DIY Food Tour, London Edition: Foodie Stops You Must Make on Your Next Trip to London, Part 1

Selection of cold offerings and bread at NOPI.
Selection of cold offerings and bread at NOPI.

My husband is from London and has been extolling the virtues of Yotam Ottolenghi since pretty much the day we met.  Every year we get one of Ottolenghi’s cookbooks for one another as a Christmas gift, and we have favorite go to meals from these cookbooks that have made our regular meal rotation.  To put it simply, I adore Ottolenghi’s approach to food.  Ottolenghi is an Israeli born, Cordon Bleu trained chef who’s famous for his unusual-to-the-west Mediterranean and Middle Eastern ingredients.  He’s also particularly notable for his incredible aesthetic, from the design of his restaurants, to his plating of food.  He writes a regular column for The Guardian (from which I wish to make basically EVERYTHING), and has published numerous cookbooks, including two dedicated entirely to vegetable cookery, Plenty, and its sequel, Plenty More.  Ottolenghi is not himself a vegetarian, which I actually appreciate.  I think his approach to vegetable-as-main courses are heartier and sturdier because of it.  I think he is the premier vegetable chef at the moment (though hardly just that).  His dishes are poetry on a plate.

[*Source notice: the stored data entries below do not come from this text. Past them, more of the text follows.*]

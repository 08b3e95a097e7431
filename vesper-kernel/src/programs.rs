//! Built-in demo programs the loader can start by name.

use log::info;

/// Rounds the ticker runs before exiting.
pub const TICKER_ROUNDS: usize = 3;

/// Greets, yields once, then returns and lets the auto-exit trampoline end
/// the task.
pub extern "C" fn hello_main() {
    let id = vesper_sched::current_task_id().unwrap_or_default();
    info!("hello from task {}", id);

    vesper_sched::schedule();

    info!("task {} done, returning", id);
}

/// Ticks a few times, yielding between ticks, and exits explicitly.
pub extern "C" fn ticker_main() {
    let id = vesper_sched::current_task_id().unwrap_or_default();
    for tick in 0..TICKER_ROUNDS {
        info!("task {} tick {}", id, tick);
        vesper_sched::schedule();
    }

    vesper_sched::exit();
}
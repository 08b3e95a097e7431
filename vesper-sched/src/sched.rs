//! Cooperative round-robin task scheduler for a single-core freestanding kernel.
//!
//! Tasks live in a fixed pool with statically allocated stacks. A new task's
//! stack is primed with a frame that the context-switch primitive can resume
//! directly; tasks give up the CPU only by calling [`schedule`] or [`exit`].

#![cfg_attr(not(test), no_std)]

pub mod arch;
pub mod config;
pub mod error;
pub mod frame;
pub mod lifecycle;
pub mod scheduler;
pub mod switch;
pub mod task;

// Re-exports
pub use error::{Result, SchedError};
pub use lifecycle::{
    create_task, current_task_id, exit, init, runnable_count, schedule, spawn, task_count,
    task_state,
};
pub use scheduler::Scheduler;
pub use switch::{ContextSwitch, PlatformSwitch, StubSwitch, SwitchRequest};
pub use task::{Task, TaskEntry, TaskId, TaskState};
//! Start built-in programs by name.
//!
//! Name checks happen here only; the scheduler sees nothing but an entry
//! point.

use core::fmt;

use log::{info, warn};
use vesper_sched::{ContextSwitch, SchedError, Scheduler, TaskEntry, TaskId};

use crate::programs;

/// Longest program name a caller may pass.
pub const MAX_PROGRAM_NAME: usize = 16;

pub struct Program {
    pub name: &'static str,
    pub entry: TaskEntry,
}

/// Programs known to the loader.
pub static PROGRAMS: &[Program] = &[
    Program {
        name: "hello",
        entry: programs::hello_main,
    },
    Program {
        name: "ticker",
        entry: programs::ticker_main,
    },
];

#[derive(Debug, Clone, Copy, PartialEq, Eq)]
pub enum LoadError {
    NameTooLong,
    UnknownProgram,
    /// The scheduler refused the new task.
    Spawn(SchedError),
}

impl fmt::Display for LoadError {
    fn fmt(&self, f: &mut fmt::Formatter<'_>) -> fmt::Result {
        match self {
            LoadError::NameTooLong => {
                write!(f, "program name longer than {} bytes", MAX_PROGRAM_NAME)
            }
            LoadError::UnknownProgram => write!(f, "unknown program"),
            LoadError::Spawn(err) => write!(f, "cannot spawn task: {}", err),
        }
    }
}

impl From<SchedError> for LoadError {
    fn from(err: SchedError) -> Self {
        LoadError::Spawn(err)
    }
}

/// Look up a program by its exact name.
pub fn find_program(name: &[u8]) -> Result<&'static Program, LoadError> {
    if name.len() > MAX_PROGRAM_NAME {
        return Err(LoadError::NameTooLong);
    }

    PROGRAMS
        .iter()
        .find(|program| program.name.as_bytes() == name)
        .ok_or(LoadError::UnknownProgram)
}

/// Start `name` as a new task on the kernel scheduler.
pub fn run_program(name: &[u8]) -> Result<TaskId, LoadError> {
    let result = find_program(name).and_then(|program| {
        let id = vesper_sched::spawn(program.entry)?;
        Ok((program, id))
    });
    report(name, result)
}

/// Start `name` as a new task on `sched`.
pub fn load_into<S: ContextSwitch>(
    sched: &mut Scheduler<S>,
    name: &[u8],
) -> Result<TaskId, LoadError> {
    let result = find_program(name).and_then(|program| {
        let id = sched.spawn(program.entry)?;
        Ok((program, id))
    });
    report(name, result)
}

fn report(
    name: &[u8],
    result: Result<(&'static Program, TaskId), LoadError>,
) -> Result<TaskId, LoadError> {
    match result {
        Ok((program, id)) => {
            info!("program {} started as task {}", program.name, id);
            Ok(id)
        }
        Err(err) => {
            let shown = core::str::from_utf8(name).unwrap_or("<non-utf8>");
            warn!("cannot run program {:?}: {}", shown, err);
            Err(err)
        }
    }
}

#[cfg(test)]
mod tests {
    use vesper_sched::StubSwitch;
    use vesper_sched::config::{MAX_TASKS, WORD_SIZE};
    use vesper_sched::frame::{ENTRY_SLOT, read_word};

    use super::*;

    fn booted() -> Box<Scheduler<StubSwitch>> {
        let mut sched = Box::new(Scheduler::new());
        sched.init();
        sched
    }

    #[test]
    fn test_hello_spawns_task_at_hello_entry() {
        let mut sched = booted();

        let id = load_into(&mut *sched, b"hello").unwrap();

        assert_eq!(id, 1);
        let task = sched.task(id).unwrap();
        let entry_addr = task.stack_pointer() + (ENTRY_SLOT * WORD_SIZE) as u64;
        let entry = read_word(task.stack(), entry_addr);
        let hello: TaskEntry = programs::hello_main;
        assert_eq!(entry, Some(hello as *const () as u64));
    }

    #[test]
    fn test_each_known_program_loads() {
        let mut sched = booted();

        for (i, program) in PROGRAMS.iter().enumerate() {
            let id = load_into(&mut *sched, program.name.as_bytes()).unwrap();
            assert_eq!(id, i as u64 + 1);
        }
    }

    #[test]
    fn test_near_miss_names_are_rejected() {
        let mut sched = booted();

        for name in [&b"hell"[..], b"hello!", b"HELLO", b"", b"hello\0"] {
            assert_eq!(load_into(&mut *sched, name), Err(LoadError::UnknownProgram));
        }
        assert_eq!(sched.task_count(), 1);
    }

    #[test]
    fn test_overlong_name_is_rejected() {
        let mut sched = booted();
        let name = [b'a'; MAX_PROGRAM_NAME + 1];

        assert_eq!(load_into(&mut *sched, &name), Err(LoadError::NameTooLong));
        assert_eq!(sched.task_count(), 1);
    }

    #[test]
    fn test_full_scheduler_reports_spawn_error() {
        let mut sched = booted();
        while sched.task_count() < MAX_TASKS {
            load_into(&mut *sched, b"ticker").unwrap();
        }

        assert_eq!(
            load_into(&mut *sched, b"hello"),
            Err(LoadError::Spawn(SchedError::TaskLimitReached))
        );
    }

    #[test]
    fn test_load_before_init_reports_not_initialized() {
        let mut sched: Box<Scheduler<StubSwitch>> = Box::new(Scheduler::new());

        assert_eq!(
            load_into(&mut *sched, b"hello"),
            Err(LoadError::Spawn(SchedError::NotInitialized))
        );
    }
}
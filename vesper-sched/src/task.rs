use log::debug;

use crate::config::{MAX_TASKS, TASK_STACK_SIZE};
use crate::error::{Result, SchedError};
use crate::frame;

/// Task identifier. `0` is the root task; user tasks count up from `1`.
pub type TaskId = u64;

/// Entry function of a task.
///
/// Tasks should finish by calling [`crate::exit`]. Returning normally is
/// also fine: the frame routes the return into the auto-exit trampoline.
pub type TaskEntry = extern "C" fn();

/// Id of the root task created by `init`.
pub const ROOT_TASK_ID: TaskId = 0;

/// Pool slot of the root task.
pub(crate) const ROOT_SLOT: usize = 0;

#[derive(Debug, Clone, Copy, PartialEq, Eq)]
pub enum TaskState {
    /// Eligible for selection by the round robin.
    Runnable,
    /// Currently executing. Exactly one task is in this state.
    Running,
    /// Reserved for blocking I/O; nothing in the scheduler moves a task here.
    Waiting,
    /// Finished. The slot and stack stay reserved for good.
    Dead,
}

/// Task control block.
///
/// The stack is stored inline, so a task never moves once it has been
/// handed a stack pointer into it.
pub struct Task {
    id: TaskId,
    state: TaskState,
    stack_pointer: u64,
    stack: [u8; TASK_STACK_SIZE],
}

impl Task {
    const fn vacant() -> Self {
        Task {
            id: 0,
            state: TaskState::Dead,
            stack_pointer: 0,
            stack: [0; TASK_STACK_SIZE],
        }
    }

    pub fn id(&self) -> TaskId {
        self.id
    }

    pub fn state(&self) -> TaskState {
        self.state
    }

    /// Saved stack pointer. Only meaningful to the switch primitive.
    pub fn stack_pointer(&self) -> u64 {
        self.stack_pointer
    }

    /// The task's private stack region.
    pub fn stack(&self) -> &[u8] {
        &self.stack
    }

    pub(crate) fn set_state(&mut self, state: TaskState) {
        self.state = state;
    }

    pub(crate) fn stack_pointer_slot(&mut self) -> *mut u64 {
        &mut self.stack_pointer as *mut u64
    }
}

/// Fixed-capacity task storage.
///
/// Slots fill in creation order and are never handed back, so a slot index
/// doubles as the round-robin position of its task.
pub struct TaskPool {
    slots: [Task; MAX_TASKS],
    len: usize,
    next_id: TaskId,
}

impl TaskPool {
    pub const fn new() -> Self {
        TaskPool {
            slots: [const { Task::vacant() }; MAX_TASKS],
            len: 0,
            next_id: 1,
        }
    }

    /// Drop every task and install the root task in slot 0 as `Running`.
    ///
    /// The root task runs on whatever stack the caller is on; its saved
    /// stack pointer is filled in the first time it is switched out.
    pub fn reset(&mut self) {
        for task in &mut self.slots[..self.len] {
            *task = Task::vacant();
        }

        let root = &mut self.slots[ROOT_SLOT];
        root.id = ROOT_TASK_ID;
        root.state = TaskState::Running;
        root.stack_pointer = 0;

        self.len = 1;
        self.next_id = 1;
    }

    /// Take the next free slot for a task starting at `entry`.
    ///
    /// `fallback` is written above the entry address as the return target
    /// for an entry function that returns normally.
    pub fn allocate(&mut self, entry: u64, fallback: u64) -> Result<usize> {
        if entry == 0 {
            return Err(SchedError::InvalidEntryPoint);
        }
        if self.len == 0 {
            return Err(SchedError::NotInitialized);
        }
        if self.len >= MAX_TASKS {
            return Err(SchedError::TaskLimitReached);
        }

        let slot = self.len;
        let task = &mut self.slots[slot];
        task.id = self.next_id;
        task.state = TaskState::Runnable;
        task.stack_pointer = frame::build_initial_frame(&mut task.stack, entry, fallback);

        debug!(
            "task {} allocated in slot {}, entry {:#x}, sp {:#x}",
            task.id, slot, entry, task.stack_pointer
        );

        self.next_id += 1;
        self.len += 1;
        Ok(slot)
    }

    pub fn len(&self) -> usize {
        self.len
    }

    pub fn is_empty(&self) -> bool {
        self.len == 0
    }

    /// Id the next successful allocation will receive.
    pub fn next_id(&self) -> TaskId {
        self.next_id
    }

    pub fn get(&self, slot: usize) -> Option<&Task> {
        self.slots[..self.len].get(slot)
    }

    pub(crate) fn get_mut(&mut self, slot: usize) -> Option<&mut Task> {
        self.slots[..self.len].get_mut(slot)
    }

    /// Slot holding the task with `id`.
    pub fn position(&self, id: TaskId) -> Option<usize> {
        self.iter().position(|task| task.id == id)
    }

    /// Used slots in creation order.
    pub fn iter(&self) -> impl Iterator<Item = &Task> {
        self.slots[..self.len].iter()
    }
}

impl Default for TaskPool {
    fn default() -> Self {
        Self::new()
    }
}

#[cfg(test)]
mod tests {
    use super::*;
    use crate::config::WORD_SIZE;
    use crate::frame::{ENTRY_SLOT, FALLBACK_SLOT, read_word};

    const FALLBACK: u64 = 0xffff_8000_0000_1000;

    fn fresh_pool() -> Box<TaskPool> {
        let mut pool = Box::new(TaskPool::new());
        pool.reset();
        pool
    }

    #[test]
    fn test_reset_installs_root() {
        let pool = fresh_pool();

        assert_eq!(pool.len(), 1);
        assert_eq!(pool.next_id(), 1);
        let root = pool.get(ROOT_SLOT).unwrap();
        assert_eq!(root.id(), ROOT_TASK_ID);
        assert_eq!(root.state(), TaskState::Running);
    }

    #[test]
    fn test_allocate_before_reset_fails() {
        let mut pool = Box::new(TaskPool::new());

        assert_eq!(pool.allocate(0x1000, FALLBACK), Err(SchedError::NotInitialized));
        assert!(pool.is_empty());
    }

    #[test]
    fn test_allocate_assigns_sequential_ids() {
        let mut pool = fresh_pool();

        for expected in 1..MAX_TASKS as u64 {
            let slot = pool.allocate(0x1000 * expected, FALLBACK).unwrap();
            let task = pool.get(slot).unwrap();
            assert_eq!(task.id(), expected);
            assert_eq!(task.state(), TaskState::Runnable);
        }
        assert_eq!(pool.len(), MAX_TASKS);
    }

    #[test]
    fn test_allocate_rejects_zero_entry_without_mutation() {
        let mut pool = fresh_pool();

        assert_eq!(pool.allocate(0, FALLBACK), Err(SchedError::InvalidEntryPoint));
        assert_eq!(pool.len(), 1);
        assert_eq!(pool.next_id(), 1);
    }

    #[test]
    fn test_allocate_full_pool_fails_without_mutation() {
        let mut pool = fresh_pool();
        while pool.len() < MAX_TASKS {
            pool.allocate(0x1000, FALLBACK).unwrap();
        }
        let next_id = pool.next_id();

        assert_eq!(pool.allocate(0x1000, FALLBACK), Err(SchedError::TaskLimitReached));
        assert_eq!(pool.len(), MAX_TASKS);
        assert_eq!(pool.next_id(), next_id);
    }

    #[test]
    fn test_allocate_primes_task_stack() {
        let mut pool = fresh_pool();
        let entry = 0x0000_7fff_1234_5678;

        let slot = pool.allocate(entry, FALLBACK).unwrap();
        let task = pool.get(slot).unwrap();
        let sp = task.stack_pointer();

        assert_eq!(sp % 16, 0);
        let word = |slot: usize| read_word(task.stack(), sp + (slot * WORD_SIZE) as u64);
        assert_eq!(word(ENTRY_SLOT), Some(entry));
        assert_eq!(word(FALLBACK_SLOT), Some(FALLBACK));
    }

    #[test]
    fn test_reset_clears_previous_tasks() {
        let mut pool = fresh_pool();
        pool.allocate(0x1000, FALLBACK).unwrap();
        pool.allocate(0x2000, FALLBACK).unwrap();

        pool.reset();

        assert_eq!(pool.len(), 1);
        assert_eq!(pool.next_id(), 1);
        assert_eq!(pool.position(1), None);
        let slot = pool.allocate(0x3000, FALLBACK).unwrap();
        assert_eq!(pool.get(slot).unwrap().id(), 1);
    }
}
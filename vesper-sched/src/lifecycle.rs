//! The kernel-wide scheduler and the task lifecycle built on it.
//!
//! All entry points lock [`SCHEDULER`] only long enough to decide and update
//! task states. The lock is always released before the context switch, so
//! the task being resumed can take it again straight away.
//!
//! `schedule` must never be re-entered, e.g. from an interrupt handler that
//! fires in the middle of a switch. Nothing here enforces that; a future
//! interrupt-driven caller has to mask interrupts around it.

use log::info;
use spin::Mutex;

use crate::error::Result;
use crate::scheduler::Scheduler;
use crate::switch::{PlatformSwitch, SwitchRequest};
use crate::task::{TaskEntry, TaskId, TaskState};

static SCHEDULER: Mutex<Scheduler> = Mutex::new(Scheduler::new());

/// Set up the scheduler and turn the caller into the root task (id 0).
///
/// Must run once before anything else in this module. Running it again
/// throws every task away and starts from a fresh root task.
pub fn init() {
    SCHEDULER.lock().init();
    info!("scheduler ready: root task 0 running");
}

/// Create a task starting at the raw code address `entry`.
///
/// # Safety
///
/// If the task can ever be resumed by [`PlatformSwitch`] on hardware, `entry`
/// must be the address of an `extern "C" fn()` that is sound to run as a
/// task. Use [`spawn`] whenever a function pointer is at hand.
pub unsafe fn create_task(entry: u64) -> Result<TaskId> {
    // SAFETY: the entry contract is forwarded, and the static scheduler
    // never moves.
    unsafe { SCHEDULER.lock().create_task(entry) }
}

/// Create a task starting at `entry`.
pub fn spawn(entry: TaskEntry) -> Result<TaskId> {
    SCHEDULER.lock().spawn(entry)
}

/// Give the CPU to the next runnable task, if there is one.
pub fn schedule() {
    let request = SCHEDULER.lock().prepare_switch();
    if let Some(request) = request {
        switch(request);
    }
}

/// Terminate the calling task. Only the running task may call this.
pub fn exit() -> ! {
    let request = {
        let mut sched = SCHEDULER.lock();
        if sched.mark_current_dead() {
            sched.prepare_switch()
        } else {
            None
        }
    };
    if let Some(request) = request {
        switch(request);
    }

    // only reached when nothing could take over; a dead task must not run on
    halt()
}

/// Id of the running task, `None` before [`init`].
pub fn current_task_id() -> Option<TaskId> {
    SCHEDULER.lock().current_task_id()
}

/// Number of tasks ever created since [`init`], root and dead tasks included.
pub fn task_count() -> usize {
    SCHEDULER.lock().task_count()
}

pub fn runnable_count() -> usize {
    SCHEDULER.lock().runnable_count()
}

pub fn task_state(id: TaskId) -> Option<TaskState> {
    SCHEDULER.lock().task_state(id)
}

/// Called by the auto-exit trampoline when an entry function returns.
#[cfg(target_arch = "x86_64")]
pub(crate) extern "sysv64" fn exit_from_trampoline() -> ! {
    exit()
}

fn switch(request: SwitchRequest) {
    // SAFETY: the request points into the static pool, which never moves,
    // and the scheduler lock has been released.
    unsafe { request.perform::<PlatformSwitch>() }
}

fn halt() -> ! {
    loop {
        core::hint::spin_loop();
    }
}
//! Vesper kernel: startup sequence, serial logging and the program loader on
//! top of the cooperative scheduler in `vesper-sched`.

#![cfg_attr(not(test), no_std)]

pub mod arch;
pub mod boot;
pub mod loader;
pub mod logging;
pub mod programs;
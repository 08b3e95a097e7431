//! Initial stack frame for a task that has never run.
//!
//! The first switch into a task treats its stack exactly like one left
//! behind by an earlier switch, so the frame built here mirrors what
//! [`crate::switch::ContextSwitch`] expects to pop:
//!
//! ```text
//!   aligned top -  8  -> fallback (auto-exit trampoline)
//!   aligned top - 16  -> entry
//!   aligned top - 24  -> saved register placeholder (0)
//!   aligned top - 32  -> saved register placeholder (0)
//!   aligned top - 40  -> saved register placeholder (0)
//!   aligned top - 48  -> saved register placeholder (0)   <- initial sp
//! ```
//!
//! The switch pops the four placeholders and returns into `entry`. If the
//! entry function returns, its `ret` lands on the fallback.

use crate::config::{STACK_ALIGN, TASK_STACK_SIZE, WORD_SIZE};

/// Callee-saved registers the switch primitive keeps on the stack.
pub const SAVED_REGISTERS: usize = 4;

/// Word index of the entry address, counted up from the initial sp.
pub const ENTRY_SLOT: usize = SAVED_REGISTERS;

/// Word index of the fallback return address, counted up from the initial sp.
pub const FALLBACK_SLOT: usize = SAVED_REGISTERS + 1;

/// Total words written by the frame builder.
pub const FRAME_WORDS: usize = SAVED_REGISTERS + 2;

/// Smallest buffer that holds a frame wherever it starts in memory.
pub const MIN_STACK_LEN: usize = FRAME_WORDS * WORD_SIZE + STACK_ALIGN - 1;

const _: () = assert!(TASK_STACK_SIZE >= MIN_STACK_LEN);

const fn align_down(addr: usize, align: usize) -> usize {
    addr & !(align - 1)
}

/// Write the initial frame into `stack` and return the initial stack pointer.
///
/// Addresses are absolute: the returned value points into `stack` itself, so
/// the buffer must stay where it is for as long as the task can be resumed.
///
/// `stack` must be at least [`MIN_STACK_LEN`] bytes long. Task stacks are
/// checked against that at compile time.
pub(crate) fn build_initial_frame(stack: &mut [u8], entry: u64, fallback: u64) -> u64 {
    debug_assert!(stack.len() >= MIN_STACK_LEN);
    let base = stack.as_ptr() as usize;
    let top = align_down(base + stack.len(), STACK_ALIGN);

    let sp = top - FRAME_WORDS * WORD_SIZE;
    let offset = sp - base;

    for slot in 0..SAVED_REGISTERS {
        write_word(stack, offset + slot * WORD_SIZE, 0);
    }
    write_word(stack, offset + ENTRY_SLOT * WORD_SIZE, entry);
    write_word(stack, offset + FALLBACK_SLOT * WORD_SIZE, fallback);

    sp as u64
}

/// Read the word stored at absolute address `addr` inside `stack`.
///
/// Returns `None` if the word does not lie entirely within the buffer.
pub fn read_word(stack: &[u8], addr: u64) -> Option<u64> {
    let base = stack.as_ptr() as u64;
    let offset = usize::try_from(addr.checked_sub(base)?).ok()?;
    let bytes = stack.get(offset..offset.checked_add(WORD_SIZE)?)?;

    let mut word = [0u8; WORD_SIZE];
    word.copy_from_slice(bytes);
    Some(u64::from_le_bytes(word))
}

fn write_word(stack: &mut [u8], offset: usize, value: u64) {
    stack[offset..offset + WORD_SIZE].copy_from_slice(&value.to_le_bytes());
}
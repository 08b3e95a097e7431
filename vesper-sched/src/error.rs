use core::fmt;

/// Failures reported by task creation.
///
/// All of them are detected before any state is touched, so the caller can
/// rely on the pool being exactly as it was.
#[derive(Debug, Clone, Copy, PartialEq, Eq)]
pub enum SchedError {
    /// `init` has not run yet, so there is no root task to schedule against.
    NotInitialized,
    /// The entry address was zero.
    InvalidEntryPoint,
    /// Every slot in the pool is taken. Dead tasks keep their slot.
    TaskLimitReached,
}

impl fmt::Display for SchedError {
    fn fmt(&self, f: &mut fmt::Formatter<'_>) -> fmt::Result {
        match self {
            SchedError::NotInitialized => write!(f, "scheduler not initialized"),
            SchedError::InvalidEntryPoint => write!(f, "invalid task entry point"),
            SchedError::TaskLimitReached => write!(f, "task limit reached"),
        }
    }
}

/// Convenience Result type alias.
pub type Result<T> = ::core::result::Result<T, SchedError>;
use crate::credits::service::CreditService;

/// Shared application state injected into all route handlers via Axum extractors.
#[derive(Clone)]
pub struct AppState {
    /// Credit accounting service. Backed by the Postgres repositories in
    /// production; tests wire the in-memory ones instead.
    pub credits: CreditService,
}
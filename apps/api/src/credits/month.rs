//! Calendar-month bucketing for the free-credit allowance.

use std::fmt;
use std::str::FromStr;

use chrono::{DateTime, Datelike, Utc};
use serde::{Deserialize, Serialize};

/// A calendar month in `"YYYY-MM"` form (month zero-padded), derived from the
/// server clock in UTC. The free-credit counter is scoped to one of these;
/// unused allowance does not roll over, so equality against the current key is
/// the only comparison the ledger ever needs.
///
/// Stored as TEXT in Postgres and compared there with plain string equality.
#[derive(Debug, Clone, PartialEq, Eq, Hash, Serialize, Deserialize, sqlx::Type)]
#[serde(transparent)]
#[sqlx(transparent)]
pub struct MonthKey(String);

impl MonthKey {
    /// Key for the month containing `instant` (UTC calendar).
    pub fn for_datetime(instant: DateTime<Utc>) -> Self {
        Self(format!("{:04}-{:02}", instant.year(), instant.month()))
    }

    /// Key for the month containing now.
    pub fn current() -> Self {
        Self::for_datetime(Utc::now())
    }

    pub fn as_str(&self) -> &str {
        &self.0
    }
}

impl fmt::Display for MonthKey {
    fn fmt(&self, f: &mut fmt::Formatter<'_>) -> fmt::Result {
        f.write_str(&self.0)
    }
}

/// Source of the current calendar month. The credit service reads the clock
/// through this trait; production wiring uses [`SystemClock`], tests swap in
/// scripted months to exercise rollover paths.
pub trait MonthSource: Send + Sync {
    fn current_month(&self) -> MonthKey;
}

/// [`MonthSource`] backed by the real UTC clock.
#[derive(Debug, Clone, Copy, Default)]
pub struct SystemClock;

impl MonthSource for SystemClock {
    fn current_month(&self) -> MonthKey {
        MonthKey::current()
    }
}

#[derive(Debug, thiserror::Error)]
#[error("invalid month key {0:?}, expected \"YYYY-MM\"")]
pub struct InvalidMonthKey(String);

impl FromStr for MonthKey {
    type Err = InvalidMonthKey;

    fn from_str(s: &str) -> Result<Self, Self::Err> {
        let Some((year, month)) = s.split_once('-') else {
            return Err(InvalidMonthKey(s.to_string()));
        };
        let year_ok = year.len() == 4 && year.chars().all(|c| c.is_ascii_digit());
        let month_ok = month.len() == 2
            && month.chars().all(|c| c.is_ascii_digit())
            && matches!(month.parse::<u32>(), Ok(1..=12));
        if year_ok && month_ok {
            Ok(Self(s.to_string()))
        } else {
            Err(InvalidMonthKey(s.to_string()))
        }
    }
}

This past November, I finally got a chance to visit not just one but two Ottolenghi restaurants in person.  I pretty much want to move in to NOPI, except the bathroom rather terrifies me.  It’s all mirrored – even in the stalls, and gives one a sense of inertia.  Especially when one is a bit (or more than a bit) hungover.  Not that I was.  Not at all (blushes).

roasted eggplant with lemon yogurt, harissa oil, rose petals, and coriander.
Roasted eggplant with lemon yogurt, harissa oil, rose petals, and coriander.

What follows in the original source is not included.